WORK TASK:
Which lines of the data contain the string "PartialEq"? Copy every one.

=== DATA FOR THIS EXERCISE ===

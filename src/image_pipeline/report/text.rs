//! Plain text rendering of a report.

use std::io::Write;

use crate::image_pipeline::common::error::Result;
use crate::image_pipeline::report::document::{RgbReport, TABLE_HEADER};

const CELL_SEPARATOR: &str = " | ";

pub(crate) fn render_text(report: &RgbReport, output: &mut dyn Write) -> Result<()> {
    writeln!(output, "{}", report.title)?;
    writeln!(output)?;
    writeln!(output, "{}", report.name_line())?;
    writeln!(output)?;
    writeln!(output, "{}", TABLE_HEADER.join(CELL_SEPARATOR))?;
    for row in &report.rows {
        writeln!(output, "{}", row.cells().join(CELL_SEPARATOR))?;
    }
    Ok(())
}

#[cfg(test)]
mod tests {
    use super::*;
    use crate::image_pipeline::capture::CaptureLabel;
    use crate::image_pipeline::stats::ChannelAverages;

    #[test]
    fn renders_title_label_and_table() {
        let report = RgbReport::new(
            CaptureLabel::new("20240507_090341").unwrap(),
            ChannelAverages::new(10, 20, 30),
        )
        .unwrap();

        let mut out = Vec::new();
        render_text(&report, &mut out).unwrap();

        let expected = "\
Image RGB Report

Name: 20240507_090341

Color | Value | Normalized (%) | Intensity Level
Red | 10 | 16.67% | Normal
Green | 20 | 33.33% | Normal
Blue | 30 | 50.00% | High
";
        assert_eq!(String::from_utf8(out).unwrap(), expected);
    }
}
//! Checkwise CLI
//!
//! Runs data-integrity checks and repairs against the routine backend.

use anyhow::{bail, Context, Result};
use clap::{Parser, Subcommand};
use colored::Colorize;
use cw_core::entitlements::Feature;
use cw_core::gateway::{EntityGateway, RecordFilter};
use cw_core::integrity::{
    CheckOutcome, ExecutionWindow, IntegrityReport, IntegrityService, Issue, IssueKind,
    RepairReport, RepairStatus,
};
use cw_core::models::User;
use std::path::{Path, PathBuf};
use std::sync::Arc;

mod config;
mod validator;

use config::AppConfig;
use validator::ConfigValidator;

#[derive(Parser)]
#[command(name = "checkwise")]
#[command(version)]
#[command(about = "Data-integrity checks and repairs for routine data", long_about = None)]
struct Cli {
    /// Configuration file path
    #[arg(short, long, value_name = "FILE", env = "CHECKWISE_CONFIG")]
    config: Option<PathBuf>,

    /// Enable verbose output
    #[arg(short, long)]
    verbose: bool,

    /// Output format (text, json)
    #[arg(long, default_value = "text")]
    format: OutputFormat,

    /// Email of the acting user
    #[arg(long, env = "CHECKWISE_ACTOR")]
    actor: Option<String>,

    /// Backend API key (overrides gateway.api_key)
    #[arg(long, env = "CHECKWISE_API_KEY", hide_env_values = true)]
    api_key: Option<String>,

    #[command(subcommand)]
    command: Commands,
}

#[derive(Clone, Copy, PartialEq, Eq)]
enum OutputFormat {
    Text,
    Json,
}

impl std::str::FromStr for OutputFormat {
    type Err = String;

    fn from_str(s: &str) -> Result<Self, Self::Err> {
        match s.to_lowercase().as_str() {
            "text" => Ok(OutputFormat::Text),
            "json" => Ok(OutputFormat::Json),
            _ => Err(format!("Invalid output format: {}", s)),
        }
    }
}

#[derive(Subcommand)]
enum Commands {
    /// Run every integrity check
    Check {
        /// Scan all executions instead of the most recent window
        #[arg(long)]
        full_scan: bool,
    },

    /// Repair reported issues of the given kinds, then check again
    Repair {
        /// Issue kind to repair (repeatable)
        #[arg(short, long = "kind", value_name = "KIND", required = true)]
        kinds: Vec<IssueKind>,

        /// Show what would be repaired without writing
        #[arg(long)]
        dry_run: bool,

        /// Scan all executions instead of the most recent window
        #[arg(long)]
        full_scan: bool,
    },

    /// Validate configuration
    Validate {
        /// Configuration file to validate
        #[arg(short, long)]
        config: Option<PathBuf>,
    },

    /// Show current configuration
    Config {
        /// Show secrets (redacted by default)
        #[arg(long)]
        show_secrets: bool,
    },
}

#[tokio::main]
async fn main() -> Result<()> {
    let cli = Cli::parse();

    // Load configuration
    let config_path = cli.config.clone().unwrap_or_else(default_config_path);
    let mut config = load_config(cli.config.as_deref(), &config_path)?;
    if cli.config.is_none() && !config_path.exists() && cli.verbose {
        eprintln!("Using default configuration (no config file found)");
    }
    if let Some(api_key) = &cli.api_key {
        config.gateway.api_key = api_key.clone();
    }

    // Initialize logging
    let mut logging = config.logging.clone();
    if cli.verbose {
        logging.level = "debug".to_string();
    }
    if cli.format == OutputFormat::Json {
        logging.json_format = true;
    }
    cw_observability::init_logging_with_config(&logging);

    match cli.command {
        Commands::Check { full_scan } => {
            let session = Session::start(config, full_scan, cli.actor.as_deref()).await?;
            cmd_check(&session, cli.format).await
        }
        Commands::Repair {
            kinds,
            dry_run,
            full_scan,
        } => {
            let session = Session::start(config, full_scan, cli.actor.as_deref()).await?;
            cmd_repair(&session, &kinds, dry_run, cli.format).await
        }
        Commands::Validate { config: cfg_path } => {
            cmd_validate(cfg_path.unwrap_or(config_path)).await
        }
        Commands::Config { show_secrets } => cmd_config(config, show_secrets, cli.format).await,
    }
}

/// Loads the explicit `--config` file, or the default path when it exists.
/// Only a missing default file falls back to built-in defaults.
fn load_config(explicit: Option<&Path>, default_path: &Path) -> Result<AppConfig> {
    match explicit {
        Some(path) => AppConfig::load(path),
        None if default_path.exists() => AppConfig::load(default_path),
        None => Ok(AppConfig::default()),
    }
}

fn default_config_path() -> PathBuf {
    if let Some(dirs) = directories::ProjectDirs::from("com", "checkwise", "checkwise") {
        dirs.config_dir().join("config.yaml")
    } else {
        PathBuf::from("config/checkwise.yaml")
    }
}

/// A connected service plus the resolved acting user.
struct Session {
    service: IntegrityService,
    actor: User,
}

impl Session {
    async fn start(mut config: AppConfig, full_scan: bool, actor: Option<&str>) -> Result<Self> {
        if full_scan {
            config.integrity.execution_window = ExecutionWindow::full();
        }

        let validation = ConfigValidator::validate(&config);
        if validation.has_errors() {
            validation.print();
            bail!("Configuration is invalid, run `checkwise validate` for details");
        }

        let gateway = EntityGateway::rest(&config.gateway.to_rest())
            .context("Failed to create gateway client")?;
        let entitlements = Arc::new(
            config
                .entitlements()
                .context("Failed to build entitlements")?,
        );

        let email = actor.context("No acting user, pass --actor or set CHECKWISE_ACTOR")?;
        let actor = resolve_actor(&gateway, email).await?;
        if !entitlements.is_allowed(&actor, Feature::DataIntegrity) {
            bail!(
                "{} is not entitled to {} (tier {})",
                actor.email,
                Feature::DataIntegrity,
                actor.tier
            );
        }

        let service = IntegrityService::new(gateway, config.integrity, entitlements)?;
        Ok(Self { service, actor })
    }
}

async fn resolve_actor(gateway: &EntityGateway, email: &str) -> Result<User> {
    let users = gateway
        .users
        .filter(&RecordFilter::new().eq("email", email))
        .await
        .with_context(|| format!("Failed to look up acting user {}", email))?;

    users
        .into_iter()
        .next()
        .with_context(|| format!("No user with email {}", email))
}

async fn cmd_check(session: &Session, format: OutputFormat) -> Result<()> {
    let report = session.service.run_checks(&session.actor).await;

    if format == OutputFormat::Json {
        println!("{}", serde_json::to_string_pretty(&report)?);
    } else {
        print_report(&report);
    }

    Ok(())
}

async fn cmd_repair(
    session: &Session,
    kinds: &[IssueKind],
    dry_run: bool,
    format: OutputFormat,
) -> Result<()> {
    let registry = session.service.registry();

    if dry_run {
        let report = session.service.run_checks(&session.actor).await;
        let selected: Vec<&Issue> = report
            .issues()
            .filter(|issue| kinds.contains(&issue.kind()))
            .collect();

        if format == OutputFormat::Json {
            println!("{}", serde_json::to_string_pretty(&selected)?);
        } else {
            println!("{}", "Repair Plan (dry run)".bold());
            println!("─────────────────────");
            if selected.is_empty() {
                println!("No matching issues found");
            }
            for issue in selected {
                let plan = if registry.supports(issue.kind()) {
                    "repair".green()
                } else {
                    "unsupported".yellow()
                };
                println!("  [{}] {}", plan, issue);
            }
        }
        return Ok(());
    }

    for kind in kinds.iter().filter(|kind| !registry.supports(**kind)) {
        eprintln!(
            "{}: {} issues have no repair handler and will be left untouched",
            "Note".yellow(),
            kind
        );
    }

    let run = session
        .service
        .repair_and_verify(&session.actor, kinds)
        .await;

    if format == OutputFormat::Json {
        println!("{}", serde_json::to_string_pretty(&run)?);
    } else {
        print_repair(&run.repair);
        println!();
        println!("{}", "Verification".bold());
        print_report(&run.verification);
    }

    Ok(())
}
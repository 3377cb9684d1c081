//! Audit log record model.

use crate::gateway::{Entity, EntityKind};
use chrono::{DateTime, Utc};
use serde::{Deserialize, Serialize};

/// A persisted audit trail entry.
#[derive(Debug, Clone, PartialEq, Serialize, Deserialize)]
pub struct AuditLogRecord {
    /// Assigned by the store on create; empty before that.
    #[serde(default)]
    pub id: String,
    /// Machine-readable action tag (e.g. `integrity_check_run`).
    pub action: String,
    /// Human-readable description of what happened.
    pub details: String,
    /// Email of the acting user.
    pub user_email: String,
    pub created_at: DateTime<Utc>,
}

/// Partial update for an audit record. Only the details may be amended.
#[derive(Debug, Clone, Default, PartialEq, Serialize, Deserialize)]
pub struct AuditLogPatch {
    #[serde(skip_serializing_if = "Option::is_none")]
    pub details: Option<String>,
}

impl Entity for AuditLogRecord {
    type Patch = AuditLogPatch;
    const KIND: EntityKind = EntityKind::AuditLog;

    fn id(&self) -> &str {
        &self.id
    }

    fn set_id(&mut self, id: String) {
        self.id = id;
    }

    fn apply_patch(&mut self, patch: &AuditLogPatch) {
        if let Some(details) = &patch.details {
            self.details = details.clone();
        }
    }
}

===

OUTPUT FOR THIS TASK:
#[derive(Clone, Copy, PartialEq, Eq)]
#[derive(Debug, Clone, PartialEq, Serialize, Deserialize)]
#[derive(Debug, Clone, Default, PartialEq, Serialize, Deserialize)]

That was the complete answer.